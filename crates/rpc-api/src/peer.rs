//! The peer-facing sync surface: lookup and transfer of squeaks and offers.
use sqk_types::network::Network;
use sqk_types::{Offer, SqueakBundle, SqueakHash};

#[cfg(any(feature = "client", feature = "server"))]
mod rpc;
#[cfg(any(feature = "client", feature = "server"))]
pub use self::rpc::*;

/// Response for [`lookupsqueakstoupload`](SqueakPeerRpcServer::lookup_squeaks_to_upload):
/// what the remote already has, and the authors and block range it accepts.
#[derive(Debug, Clone, PartialEq, Eq, serde::Serialize, serde::Deserialize)]
pub struct UploadLookup {
    /// Hashes the remote already carries.
    pub hashes: Vec<SqueakHash>,
    /// Authors the remote accepts squeaks for.
    pub addresses: Vec<String>,
    pub min_block: u32,
    pub max_block: u32,
}

/// Request body for [`uploadsqueak`](SqueakPeerRpcServer::upload_squeak).
#[derive(Debug, Clone, PartialEq, Eq, serde::Serialize, serde::Deserialize)]
pub struct UploadSqueakRequest {
    pub bundle: SqueakBundle,
}

/// Response for [`downloadsqueak`](SqueakPeerRpcServer::download_squeak).
#[derive(Debug, Clone, PartialEq, Eq, serde::Serialize, serde::Deserialize)]
pub struct DownloadSqueakResponse {
    pub bundle: SqueakBundle,
}

/// Response for [`downloadoffer`](SqueakPeerRpcServer::download_offer).
#[derive(Debug, Clone, PartialEq, Eq, serde::Serialize, serde::Deserialize)]
pub struct DownloadOfferResponse {
    pub offer: Offer,
}

/// Request parameters shared by the lookup methods.
#[derive(Debug, Clone, PartialEq, Eq, serde::Serialize, serde::Deserialize)]
pub struct DownloadLookupRequest {
    pub network: Network,
    pub addresses: Vec<String>,
    pub min_block: u32,
    pub max_block: u32,
}
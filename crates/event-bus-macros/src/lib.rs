use proc_macro::TokenStream;
use quote::quote;

/// Derive macro for BusEvent. Implements the `as_any` method that returns a
/// reference to `dyn Any`.
///
/// # Examples
/// ``` no_run
/// use event_bus::BusEvent;
/// use event_bus_macros::Event;
///
/// #[derive(Event)]
/// struct MyEvent {
///    id: u32,
/// }
/// ```
#[proc_macro_derive(Event)]
pub fn event_bus_event_derive(input: TokenStream) -> TokenStream {
    let ast: syn::DeriveInput =
        syn::parse(input).expect("failed to parse input into a DeriveInput");
    let (impl_generics, ty_generics, where_clause) = ast.generics.split_for_impl();

    let name = &ast.ident;
    let gen = quote! {
        impl #impl_generics event_bus::BusEvent for #name #ty_generics #where_clause {
            fn as_any(&self) -> &dyn core::any::Any {
                self
            }
        }
    };

    gen.into()
}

========================================================================

PROBLEM:
Using the material above, find each line that holds "network" and copy that line.

EXERCISE SOLUTION:
use sqk_types::network::Network;
    pub network: Network,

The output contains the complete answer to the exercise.